Your goal> Every line with the string "main" must be copied from the entries below.

Stored data
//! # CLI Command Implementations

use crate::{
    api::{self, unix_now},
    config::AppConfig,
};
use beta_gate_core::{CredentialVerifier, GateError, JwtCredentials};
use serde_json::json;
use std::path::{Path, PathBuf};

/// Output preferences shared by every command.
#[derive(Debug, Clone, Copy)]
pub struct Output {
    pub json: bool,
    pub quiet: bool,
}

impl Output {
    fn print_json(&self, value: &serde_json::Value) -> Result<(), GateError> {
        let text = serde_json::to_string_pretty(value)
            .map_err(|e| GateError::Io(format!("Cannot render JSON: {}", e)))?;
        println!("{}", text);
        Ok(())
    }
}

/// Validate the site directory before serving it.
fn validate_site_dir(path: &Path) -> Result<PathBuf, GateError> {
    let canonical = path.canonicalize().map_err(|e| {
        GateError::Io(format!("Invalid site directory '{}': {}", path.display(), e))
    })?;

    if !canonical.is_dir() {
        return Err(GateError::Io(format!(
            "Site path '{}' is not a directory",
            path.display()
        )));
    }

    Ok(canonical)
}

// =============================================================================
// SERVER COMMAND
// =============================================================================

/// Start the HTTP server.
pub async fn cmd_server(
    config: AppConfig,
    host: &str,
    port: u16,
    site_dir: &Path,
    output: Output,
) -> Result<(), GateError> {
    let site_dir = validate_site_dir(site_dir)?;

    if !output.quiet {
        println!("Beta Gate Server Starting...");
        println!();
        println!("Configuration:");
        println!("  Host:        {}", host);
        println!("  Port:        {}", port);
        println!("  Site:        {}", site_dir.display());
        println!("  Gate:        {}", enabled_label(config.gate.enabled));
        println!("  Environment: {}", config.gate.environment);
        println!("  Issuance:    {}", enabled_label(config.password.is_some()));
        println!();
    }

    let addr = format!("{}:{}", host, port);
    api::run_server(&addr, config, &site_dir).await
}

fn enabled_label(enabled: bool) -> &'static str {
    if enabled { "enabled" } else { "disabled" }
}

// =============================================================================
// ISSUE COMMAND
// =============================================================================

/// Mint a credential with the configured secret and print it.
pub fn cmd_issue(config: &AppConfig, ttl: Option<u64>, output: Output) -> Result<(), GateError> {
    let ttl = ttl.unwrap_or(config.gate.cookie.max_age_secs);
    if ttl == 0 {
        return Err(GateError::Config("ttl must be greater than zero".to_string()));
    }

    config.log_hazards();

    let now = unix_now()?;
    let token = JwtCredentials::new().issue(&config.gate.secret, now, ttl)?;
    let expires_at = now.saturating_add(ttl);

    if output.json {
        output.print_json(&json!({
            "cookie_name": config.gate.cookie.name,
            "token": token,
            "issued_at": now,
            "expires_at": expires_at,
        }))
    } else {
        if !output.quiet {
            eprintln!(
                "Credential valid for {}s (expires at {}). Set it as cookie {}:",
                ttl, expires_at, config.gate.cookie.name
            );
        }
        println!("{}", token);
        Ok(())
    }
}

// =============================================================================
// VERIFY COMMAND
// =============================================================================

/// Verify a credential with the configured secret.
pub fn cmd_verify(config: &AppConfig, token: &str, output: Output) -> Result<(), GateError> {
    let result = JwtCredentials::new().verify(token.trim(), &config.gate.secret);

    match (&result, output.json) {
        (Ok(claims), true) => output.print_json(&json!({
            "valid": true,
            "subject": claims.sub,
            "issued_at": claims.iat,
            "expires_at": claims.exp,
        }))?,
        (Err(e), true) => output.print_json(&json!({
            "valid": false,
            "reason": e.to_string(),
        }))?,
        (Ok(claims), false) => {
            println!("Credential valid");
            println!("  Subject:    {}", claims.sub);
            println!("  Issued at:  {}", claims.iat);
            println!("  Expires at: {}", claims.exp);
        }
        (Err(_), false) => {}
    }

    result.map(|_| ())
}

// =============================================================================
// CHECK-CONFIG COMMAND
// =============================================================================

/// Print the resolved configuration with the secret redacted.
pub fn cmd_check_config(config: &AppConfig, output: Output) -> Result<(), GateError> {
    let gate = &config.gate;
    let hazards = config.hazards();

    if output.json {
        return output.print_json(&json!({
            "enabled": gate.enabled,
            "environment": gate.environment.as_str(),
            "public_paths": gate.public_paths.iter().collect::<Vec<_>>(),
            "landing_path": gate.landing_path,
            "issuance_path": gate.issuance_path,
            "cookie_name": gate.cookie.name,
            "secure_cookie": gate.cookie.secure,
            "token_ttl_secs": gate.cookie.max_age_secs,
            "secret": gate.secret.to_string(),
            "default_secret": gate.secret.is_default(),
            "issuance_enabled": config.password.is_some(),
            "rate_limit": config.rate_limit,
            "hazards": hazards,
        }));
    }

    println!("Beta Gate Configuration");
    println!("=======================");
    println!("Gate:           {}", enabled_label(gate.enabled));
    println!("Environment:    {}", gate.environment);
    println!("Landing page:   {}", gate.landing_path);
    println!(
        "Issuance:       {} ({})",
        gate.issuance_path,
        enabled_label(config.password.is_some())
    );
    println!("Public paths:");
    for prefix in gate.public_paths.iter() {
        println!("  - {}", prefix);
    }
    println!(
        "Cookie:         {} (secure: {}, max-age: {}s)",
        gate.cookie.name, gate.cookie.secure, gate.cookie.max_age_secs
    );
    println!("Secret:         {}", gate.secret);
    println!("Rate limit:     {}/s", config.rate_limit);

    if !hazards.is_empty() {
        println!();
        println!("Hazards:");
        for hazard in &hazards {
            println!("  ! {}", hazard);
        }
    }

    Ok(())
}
* * *
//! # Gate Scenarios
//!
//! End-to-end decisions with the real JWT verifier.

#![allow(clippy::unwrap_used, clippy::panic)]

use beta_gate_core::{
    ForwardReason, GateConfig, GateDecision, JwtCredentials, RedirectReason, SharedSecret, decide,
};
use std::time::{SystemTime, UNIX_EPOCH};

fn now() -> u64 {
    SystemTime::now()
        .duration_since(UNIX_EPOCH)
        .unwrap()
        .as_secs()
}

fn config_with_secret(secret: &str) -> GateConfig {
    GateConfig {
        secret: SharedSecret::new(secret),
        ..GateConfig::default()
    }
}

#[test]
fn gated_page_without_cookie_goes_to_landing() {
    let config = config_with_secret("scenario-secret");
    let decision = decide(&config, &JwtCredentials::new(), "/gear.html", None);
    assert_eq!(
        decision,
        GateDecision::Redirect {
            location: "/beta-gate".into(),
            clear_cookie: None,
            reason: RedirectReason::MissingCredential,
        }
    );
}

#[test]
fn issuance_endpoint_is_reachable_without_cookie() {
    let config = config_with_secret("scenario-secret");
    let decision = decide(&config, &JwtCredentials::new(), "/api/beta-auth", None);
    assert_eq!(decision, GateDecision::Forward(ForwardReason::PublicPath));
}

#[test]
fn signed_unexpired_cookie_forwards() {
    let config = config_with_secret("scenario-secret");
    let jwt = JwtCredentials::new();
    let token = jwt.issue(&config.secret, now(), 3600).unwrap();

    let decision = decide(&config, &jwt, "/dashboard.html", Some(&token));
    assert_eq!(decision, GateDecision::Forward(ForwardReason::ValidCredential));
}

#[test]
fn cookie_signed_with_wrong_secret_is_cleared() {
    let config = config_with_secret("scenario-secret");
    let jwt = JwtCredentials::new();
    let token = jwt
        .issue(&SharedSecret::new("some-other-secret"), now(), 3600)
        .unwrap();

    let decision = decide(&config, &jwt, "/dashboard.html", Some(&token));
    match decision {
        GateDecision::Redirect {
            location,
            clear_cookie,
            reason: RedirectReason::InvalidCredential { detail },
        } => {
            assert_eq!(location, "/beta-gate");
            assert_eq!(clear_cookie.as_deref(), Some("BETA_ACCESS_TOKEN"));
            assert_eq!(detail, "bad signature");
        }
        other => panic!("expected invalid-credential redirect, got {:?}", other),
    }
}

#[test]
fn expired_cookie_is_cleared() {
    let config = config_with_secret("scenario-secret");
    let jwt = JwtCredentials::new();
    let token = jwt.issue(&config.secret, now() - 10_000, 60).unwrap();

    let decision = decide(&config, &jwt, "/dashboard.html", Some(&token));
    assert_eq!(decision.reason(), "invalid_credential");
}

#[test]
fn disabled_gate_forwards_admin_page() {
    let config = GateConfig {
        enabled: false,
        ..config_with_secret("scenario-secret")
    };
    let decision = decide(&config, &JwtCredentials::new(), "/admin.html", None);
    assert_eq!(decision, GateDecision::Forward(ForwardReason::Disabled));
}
...
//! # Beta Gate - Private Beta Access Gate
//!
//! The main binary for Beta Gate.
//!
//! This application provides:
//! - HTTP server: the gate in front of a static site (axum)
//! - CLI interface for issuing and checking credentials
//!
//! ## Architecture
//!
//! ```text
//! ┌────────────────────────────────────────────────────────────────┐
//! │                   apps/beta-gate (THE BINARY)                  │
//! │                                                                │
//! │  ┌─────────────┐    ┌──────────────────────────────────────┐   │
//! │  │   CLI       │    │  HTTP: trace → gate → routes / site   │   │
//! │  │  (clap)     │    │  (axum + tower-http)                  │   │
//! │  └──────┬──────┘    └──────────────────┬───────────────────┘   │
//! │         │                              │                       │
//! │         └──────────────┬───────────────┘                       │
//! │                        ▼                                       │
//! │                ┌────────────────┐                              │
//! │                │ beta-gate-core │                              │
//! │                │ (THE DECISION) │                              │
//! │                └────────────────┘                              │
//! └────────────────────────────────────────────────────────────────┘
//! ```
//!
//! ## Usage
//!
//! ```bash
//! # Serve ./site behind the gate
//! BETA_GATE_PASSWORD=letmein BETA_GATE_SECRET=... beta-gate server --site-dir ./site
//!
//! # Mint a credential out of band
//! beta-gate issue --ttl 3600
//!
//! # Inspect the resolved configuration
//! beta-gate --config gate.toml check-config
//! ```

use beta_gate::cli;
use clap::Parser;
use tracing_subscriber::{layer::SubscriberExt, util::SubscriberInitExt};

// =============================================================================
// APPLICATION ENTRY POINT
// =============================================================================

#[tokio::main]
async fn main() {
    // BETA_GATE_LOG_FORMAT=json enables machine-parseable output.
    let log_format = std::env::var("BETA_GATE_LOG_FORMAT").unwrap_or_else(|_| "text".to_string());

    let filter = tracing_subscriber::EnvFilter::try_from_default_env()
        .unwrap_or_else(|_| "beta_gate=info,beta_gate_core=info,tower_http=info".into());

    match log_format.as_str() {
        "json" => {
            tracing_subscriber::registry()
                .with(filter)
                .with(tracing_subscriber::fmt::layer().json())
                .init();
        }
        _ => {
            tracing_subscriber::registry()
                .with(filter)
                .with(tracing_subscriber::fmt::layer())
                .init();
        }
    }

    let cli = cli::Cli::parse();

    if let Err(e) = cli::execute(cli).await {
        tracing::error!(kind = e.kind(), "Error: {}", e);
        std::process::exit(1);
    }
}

Response below>
//! The main binary for Beta Gate.
#[tokio::main]
async fn main() {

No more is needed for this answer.